- Вы, мне кажется, очень уж преувеличиваете роль внушений, - сказал господин в очках.
- Скорее - преуменьшаю. Существуют, конечно, исключительные люди, которые в свои мысли влагают немножко своего, еще небывалого и индивидуального. Существуют же изобретатели машин. Почему не быть изобретателям идей? Но новейшая психология склонна думать, что и в изобретении машин, и в изобретении идей элемент оригинального совсем ничтожен. Два процента гения и 98 процентов потения - помните слова Эдисона о самом себе. Ничего нет нового под солнцем, все возможное было, а чего не было, то оно всегда возможно. В наше время коллективных усилий и накопления общей воли существующее и возможное сблизились как никогда. Прежде изобретения были продуктом нечаянной мысли, вспыхивающей, может быть, как зарница отдаленной работы предков. По прекрасному сравнению Платона, мысли не являются, а пробуждаются в нас. Они припоминаются, как забытые, но прирожденные свойства души. Стало быть, кто знает: Эдисону ли принадлежат его любопытные изобретения? Не подсказаны ли они ему живущею в нем душою его предков? И в осуществлении этих идей не сотрудничает ли с ним вся история, весь человеческий род?

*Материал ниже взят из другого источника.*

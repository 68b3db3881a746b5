//! LinkedIn REST API client.

use bytes::Bytes;
use reqwest::{Client, Response};
use serde::de::DeserializeOwned;
use tracing::{debug, instrument, warn};

use crate::{
    config::LinkedInConfig,
    error::{LinkedInError, LinkedInResult},
    types::{
        ArticleContent, Author, CreatePost, ImageUrn, InitializeUploadRequest,
        InitializeUploadResponse, UserInfo,
    },
};

/// LinkedIn REST API client.
///
/// Holds two HTTP clients: one for the bearer-authenticated API and one
/// for public fetches (image bytes, Open Graph pages), which follows
/// redirects and identifies itself as a bot.
#[derive(Debug)]
pub struct LinkedInApiClient {
    api: Client,
    fetch: Client,
    base_url: String,
    token: String,
    api_version: String,
    og_fetch_timeout: std::time::Duration,
    image_fetch_timeout: std::time::Duration,
}

impl LinkedInApiClient {
    /// Create a new API client from configuration.
    ///
    /// # Errors
    /// Returns `NotConfigured` when no access token resolves, or an HTTP
    /// error if a client fails to build.
    pub fn new(config: &LinkedInConfig) -> LinkedInResult<Self> {
        let token = config.resolved_token().ok_or(LinkedInError::NotConfigured)?;

        let api = Client::builder()
            .timeout(config.timeout)
            .user_agent(format!("linkedin-syndicator/{}", env!("CARGO_PKG_VERSION")))
            .build()?;

        let fetch = Client::builder()
            .user_agent(format!(
                "linkedin-syndicator/{} (bot)",
                env!("CARGO_PKG_VERSION")
            ))
            .build()?;

        Ok(Self {
            api,
            fetch,
            base_url: config.api_url.trim_end_matches('/').to_string(),
            token,
            api_version: config.api_version.clone(),
            og_fetch_timeout: config.og_fetch_timeout,
            image_fetch_timeout: config.image_fetch_timeout,
        })
    }

    /// Set a custom base URL (for testing).
    #[must_use]
    pub fn with_base_url(mut self, url: impl Into<String>) -> Self {
        self.base_url = url.into();
        self
    }

    // ─────────────────────────────────────────────────────────────────────
    // Identity
    // ─────────────────────────────────────────────────────────────────────

    /// Fetch the authenticated member's identity. This is the one remote
    /// call whose failure aborts the whole post operation; it commonly
    /// surfaces as an authorization failure when the token has expired.
    #[instrument(skip(self))]
    pub async fn get_identity(&self) -> LinkedInResult<Author> {
        let response = self
            .api
            .get(format!("{}/v2/userinfo", self.base_url))
            .bearer_auth(&self.token)
            .send()
            .await?;

        let info: UserInfo = Self::handle_response(response).await?;
        if info.sub.is_empty() {
            return Err(LinkedInError::Api {
                status: 401,
                message: "identity response carried no subject identifier".into(),
            });
        }

        debug!(sub = %info.sub, "resolved posting identity");
        Ok(Author {
            urn: format!("urn:li:person:{}", info.sub),
            display_name: info.name.unwrap_or_default(),
            id: info.sub,
        })
    }

    // ─────────────────────────────────────────────────────────────────────
    // Post creation
    // ─────────────────────────────────────────────────────────────────────

    /// Create a post, text-only or with an article embed, and return its
    /// permalink. Exactly one creation call per syndication request.
    #[instrument(skip_all, fields(author = %author_urn, article = article.is_some()))]
    pub async fn create_post(
        &self,
        author_urn: &str,
        commentary: &str,
        article: Option<&ArticleContent>,
    ) -> LinkedInResult<String> {
        let envelope = CreatePost::published(author_urn, commentary, article);

        let response = self
            .api
            .post(format!("{}/rest/posts", self.base_url))
            .bearer_auth(&self.token)
            .header("LinkedIn-Version", &self.api_version)
            .header("X-Restli-Protocol-Version", "2.0.0")
            .json(&envelope)
            .send()
            .await?;

        let status = response.status();
        if !status.is_success() {
            return Err(Self::api_error(response).await);
        }

        // The created entity id arrives in the x-restli-id header; fall
        // back to an id field in the body for older responses.
        let id = response
            .headers()
            .get("x-restli-id")
            .and_then(|value| value.to_str().ok())
            .map(str::to_owned);

        let id = match id {
            Some(id) => id,
            None => {
                let body: serde_json::Value = response.json().await.unwrap_or_default();
                body.get("id")
                    .and_then(|id| id.as_str())
                    .map(str::to_owned)
                    .ok_or_else(|| LinkedInError::Api {
                        status: status.as_u16(),
                        message: "post creation response carried no entity identifier".into(),
                    })?
            }
        };

        debug!(%id, "created post");
        Ok(format!("https://www.linkedin.com/feed/update/{id}/"))
    }

    // ─────────────────────────────────────────────────────────────────────
    // Image upload
    // ─────────────────────────────────────────────────────────────────────

    /// Upload an image by URL via the two-phase protocol: initialize to
    /// get a one-time upload target and handle, then PUT the raw bytes.
    ///
    /// Best effort: every failure path degrades to `None`, never an error.
    #[instrument(skip(self, owner_urn))]
    pub async fn upload_image(&self, owner_urn: &str, image_url: &str) -> Option<ImageUrn> {
        match self.try_upload(owner_urn, image_url).await {
            Ok(handle) => Some(handle),
            Err(error) => {
                warn!(image_url, %error, "image upload failed, continuing without it");
                None
            }
        }
    }

    async fn try_upload(&self, owner_urn: &str, image_url: &str) -> LinkedInResult<ImageUrn> {
        let fetched = self
            .fetch
            .get(image_url)
            .timeout(self.image_fetch_timeout)
            .send()
            .await?;

        let fetch_status = fetched.status();
        if !fetch_status.is_success() {
            return Err(LinkedInError::Api {
                status: fetch_status.as_u16(),
                message: format!("image fetch returned {fetch_status}"),
            });
        }
        let bytes: Bytes = fetched.bytes().await?;

        let response = self
            .api
            .post(format!(
                "{}/rest/images?action=initializeUpload",
                self.base_url
            ))
            .bearer_auth(&self.token)
            .header("LinkedIn-Version", &self.api_version)
            .header("X-Restli-Protocol-Version", "2.0.0")
            .json(&InitializeUploadRequest::owned_by(owner_urn))
            .send()
            .await?;

        let init: InitializeUploadResponse = Self::handle_response(response).await?;

        // Binary PUT to the one-time upload URL, same bearer credential.
        // The response body is not used.
        let put = self
            .fetch
            .put(&init.value.upload_url)
            .bearer_auth(&self.token)
            .timeout(self.image_fetch_timeout)
            .body(bytes)
            .send()
            .await?;

        let put_status = put.status();
        if !put_status.is_success() {
            return Err(LinkedInError::Api {
                status: put_status.as_u16(),
                message: format!("image upload PUT returned {put_status}"),
            });
        }

        debug!(handle = %init.value.image, "uploaded image");
        Ok(ImageUrn(init.value.image))
    }

    // ─────────────────────────────────────────────────────────────────────
    // Page fetch (Open Graph scraping)
    // ─────────────────────────────────────────────────────────────────────

    /// Fetch a page body for meta-tag scraping, within the OG timeout.
    ///
    /// # Errors
    /// Returns an error for transport failures or non-success statuses;
    /// the thumbnail resolver swallows them.
    pub(crate) async fn fetch_page_text(&self, url: &str) -> LinkedInResult<String> {
        let response = self
            .fetch
            .get(url)
            .timeout(self.og_fetch_timeout)
            .send()
            .await?;

        let status = response.status();
        if !status.is_success() {
            return Err(LinkedInError::Api {
                status: status.as_u16(),
                message: format!("page fetch returned {status}"),
            });
        }

        Ok(response.text().await?)
    }

    // ─────────────────────────────────────────────────────────────────────
    // Response handling
    // ─────────────────────────────────────────────────────────────────────

    async fn handle_response<T: DeserializeOwned>(response: Response) -> LinkedInResult<T> {
        let status = response.status();
        if status.is_success() {
            let bytes = response.bytes().await?;
            serde_json::from_slice(&bytes).map_err(LinkedInError::from)
        } else {
            Err(Self::api_error(response).await)
        }
    }

    async fn api_error(response: Response) -> LinkedInError {
        let status = response.status();
        let bytes = response.bytes().await.unwrap_or_default();

        #[derive(serde::Deserialize)]
        struct PlatformError {
            #[serde(default)]
            message: Option<String>,
        }

        let message = serde_json::from_slice::<PlatformError>(&bytes)
            .ok()
            .and_then(|error| error.message)
            .unwrap_or_else(|| String::from_utf8_lossy(&bytes).into_owned());

        LinkedInError::Api {
            status: status.as_u16(),
            message,
        }
    }
}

- Допустим. Но к чему вы клоните?
- Я клоню к тому, что даже в столь тонкой области, как гениальное творчество, личности почти нет, а стало быть, нет и свободы. Посредственные люди вроде Бобчинского и Добчинского очень спорят, кто из них первый сказал: "э!" - но вот такой олимпиец, как Гёте, многократно признавался, что он ничего или почти ничего не сказал такого, что не было бы в человечестве сказано раньше - и не раз сказано. Но оставим высшее творчество гениям, будем говорить о подавляющей массе. Она, как вы согласитесь, лишена гениальности. Она, сказать по правде, лишена даже средней меры таланта. Об оригинальности идей у девяти десятых человеческого рода смешно даже говорить. Вернее было бы говорить об одной тысячной, об одной стотысячной части публики, проявляющей хоть тень независимости суждений. Но что же это значит? Не значит ли это то, что и в умственной области, как в области вкуса, мы отказываемся от свободы и стремимся усвоить чей угодно и какой угодно разум, только не свой? Как я сказал, внушающая воля может быть давно мертвой. Есть верующие, для которых слова Магомета, Моисея, Будды, звучащие из-за тысяч лет, так же повелительны, как если бы они были произнесены сейчас над ухом. Даже более повелительны! Вожди Великой французской революции бредили идеями погасшей две тысячи лет перед тем Римской республики. Рубили головы и клали свои на плаху ради этих идей. Сотни миллионов китайцев устанавливают из рода в род такое отношение к предкам, которое продиктовал Конфуций, причем Конфуций заявлял, что он не сам сочинил, а лишь собрал учение древних. Кто были эти древние, казавшиеся древними уже 2500 лет тому назад? Они забыты, но их мысль, их настроение движут 400-миллионной массой теперешнего Китая. Скажите, где же ваша хваленая свобода? Не в мечте ли только она?
- То есть, вы хотите сказать, соответствует ли она природе человеческой?
- Именно. Куда ни взгляните, вы увидите не проявление свободы, а крайнее стремление - притом совершенно добровольное - к рабству.
- Добровольное ли?
- Непременно добровольное. Ибо можно ли заставить верить, любить, хотеть? Если мы хотим верить, как все, любить, как принято, и хотеть, что хотят другие, то, значит, существует всесильный закон природы, требующий этого и обусловливающий подчинением ему наше счастье. Принято - опять-таки благодаря моде - кричать, что человек существо свободное. Однако в чем же выражается эта свобода? Извне человек на тысячи ладов связан и стеснен, но даже изнутри, если вдуматься, он ищет не свободы, а именно этой связанности и стеснений.
- Это-то и есть свобода, - заметил с тоном некоторого риска господин в золотых очках. - Добровольное подчинение и есть свобода.
- Но тогда значит, и бухарцы свободны, и Дагомея - свободная страна. Они подчиняются тиранам, уверяю вас, не за страх только, а и за совесть. Можно ли назвать свободой условие, при котором я должен подчиняться порядкам, установленным за тысячу лет до моего рождения?
- Одни порядки нам приятны, другие - нет. Делаете же вы между ними разницу? Первые отвечают свободе, вторые - нет.
- Ну, стало быть, мы опять свели свободу к вкусу. Но если вкус-то самый внушен, унаследован, прирожден, то в чем же наше личное участие? Разве мы имеем свободу совсем ни на чем не остановиться?